There were no doubt plenty of Twitter employees wishing for just such an arrangement in mid-November when boss-man Musk sent his “hardcore” threat. It remains to be seen how a human race that is rapidly killing itself and the Earth with capitalism will spontaneously face an overabundance of resources and worker-robots to boot – or how you go from having to work “long hours at high intensity” to not having to work at all.
And who knows what “plenty for everyone” means coming from someone whose net worth has reached nearly $300bn. What will the eight billion humans who are not Musk have to accept as “plenty”?
In other words, the details of Muskian fantasy need some ironing out.
Ultimately, though, the futuristic colonisation of Mars that Musk envisions would simply entail launching into space everything that is wrong with the Earth.

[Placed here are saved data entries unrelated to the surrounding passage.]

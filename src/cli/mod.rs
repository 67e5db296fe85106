//! CLI command handling
//!
//! Loads configuration and suites, runs them, and formats output.

use std::path::Path;

use colored::Colorize;

use crate::actions::{ActionContext, StepBuilder};
use crate::commands::{Commands, LedgerArgs};
use crate::common::config::{Config, LedgerConfig};
use crate::common::{Error, Result};
use crate::ledger::LedgerClient;
use crate::suite::{self, ConsoleReporter, LoadedSuite};

/// Dispatch a CLI command
///
/// A failed suite comes back as [`Error::StepFailed`].
pub async fn dispatch(command: Commands) -> Result<()> {
    match command {
        Commands::Run {
            suite,
            ledger,
            verbose,
        } => run_suite(suite.as_deref(), &ledger, verbose).await,

        Commands::List { suite } => {
            let suite = load_suite(suite.as_deref())?;
            println!("{}", suite.definition.name.bold());
            if let Some(desc) = &suite.definition.description {
                println!("  {}", desc.trim().dimmed());
            }
            for (i, step) in suite.definition.steps.iter().enumerate() {
                println!(
                    "{:>3}. {} {}",
                    i + 1,
                    step.name,
                    format!("({})", step.action.summary()).dimmed()
                );
            }
            Ok(())
        }

        Commands::Check { ledger } => {
            let config = load_config(ledger.config.as_deref())?;
            let settings = ledger_config(&config, ledger.rpc_url.clone(), None);
            let client = LedgerClient::new(&settings)?;

            let slot = check_ledger(&client).await?;
            println!(
                "{} {} is healthy (slot {}, {})",
                "✓".green(),
                client.url(),
                slot,
                client.commitment().as_str()
            );
            Ok(())
        }
    }
}

async fn run_suite(path: Option<&Path>, args: &LedgerArgs, verbose: bool) -> Result<()> {
    let config = load_config(args.config.as_deref())?;
    let loaded = load_suite(path)?;
    let ledger = ledger_config(
        &config,
        args.rpc_url.clone(),
        loaded.definition.rpc_url.clone(),
    );

    tracing::info!(
        suite = %loaded.definition.name,
        rpc_url = %ledger.rpc_url,
        steps = loaded.definition.steps.len(),
        "Running suite"
    );
    if verbose {
        if let Some(desc) = &loaded.definition.description {
            println!("{}", desc.trim().dimmed());
        }
    }

    let ctx = ActionContext {
        base_dir: loaded.base_dir.clone(),
        ledger,
        timeouts: config.timeouts.clone(),
        verbose,
    };
    let steps = StepBuilder::new(ctx).build_all(&loaded)?;

    let outcome = suite::run(steps, &mut ConsoleReporter).await?;
    outcome.into_result().map(|_| ())
}

/// Require a healthy node and return its current slot
async fn check_ledger(client: &LedgerClient) -> Result<u64> {
    let health = client.get_health().await?;
    if health != "ok" {
        return Err(Error::Unhealthy(health));
    }
    client.get_slot().await
}

fn load_config(path: Option<&Path>) -> Result<Config> {
    match path {
        Some(path) => Config::load_from(path),
        None => Config::load(),
    }
}

fn load_suite(path: Option<&Path>) -> Result<LoadedSuite> {
    match path {
        Some(path) => LoadedSuite::load(path),
        None => LoadedSuite::bundled(),
    }
}

/// CLI flag wins over the suite file, which wins over the config file
fn ledger_config(
    config: &Config,
    cli_url: Option<String>,
    suite_url: Option<String>,
) -> LedgerConfig {
    let mut ledger = config.ledger.clone();
    if let Some(url) = cli_url.or(suite_url) {
        ledger.rpc_url = url;
    }
    ledger
}

#[cfg(test)]
mod tests {
    use super::*;
    use crate::ledger::test_support::{client_for, serve};

    #[tokio::test]
    async fn test_check_ledger_reports_slot() {
        let url = serve(vec![
            r#"{"jsonrpc":"2.0","result":"ok","id":1}"#.to_string(),
            r#"{"jsonrpc":"2.0","result":4242,"id":1}"#.to_string(),
        ])
        .await;
        assert_eq!(check_ledger(&client_for(url)).await.unwrap(), 4242);
    }

    #[tokio::test]
    async fn test_check_ledger_rejects_unhealthy_node() {
        let url = serve(vec![r#"{"jsonrpc":"2.0","result":"behind","id":1}"#.to_string()]).await;
        let err = check_ledger(&client_for(url)).await.unwrap_err();
        assert_eq!(err.to_string(), "Ledger is unhealthy: behind");
    }

    #[test]
    fn test_rpc_url_precedence() {
        let config = Config::default();
        assert_eq!(
            ledger_config(&config, None, None).rpc_url,
            "http://127.0.0.1:8899"
        );
        assert_eq!(
            ledger_config(&config, None, Some("http://suite:8899".to_string())).rpc_url,
            "http://suite:8899"
        );
        assert_eq!(
            ledger_config(
                &config,
                Some("http://cli:8899".to_string()),
                Some("http://suite:8899".to_string())
            )
            .rpc_url,
            "http://cli:8899"
        );
    }
}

Expansion, after all, is the name of the game in capitalism – and what better place than the universe to expand astronomically?
Musk gravitates towards Mars because it’s tabula rasa: a place where laws, taxes, and other pesky phenomena won’t interfere with megalomaniacal, narcissistic tyranny. Obscene earthly wealth just doesn’t cut it; Musk is shooting for the stars – or to be CEO of Mars.
But as everyone’s favourite “Technoking” works at expanding his intergalactic CV, it seems that, at the end of the day, he just wants to be the god of the cosmos. And if Musk’s Martian wet dream pans out, rest assured nothing will ever be down to earth again.
The views expressed in this article are the author’s own and do not necessarily reflect Al Jazeera’s editorial stance.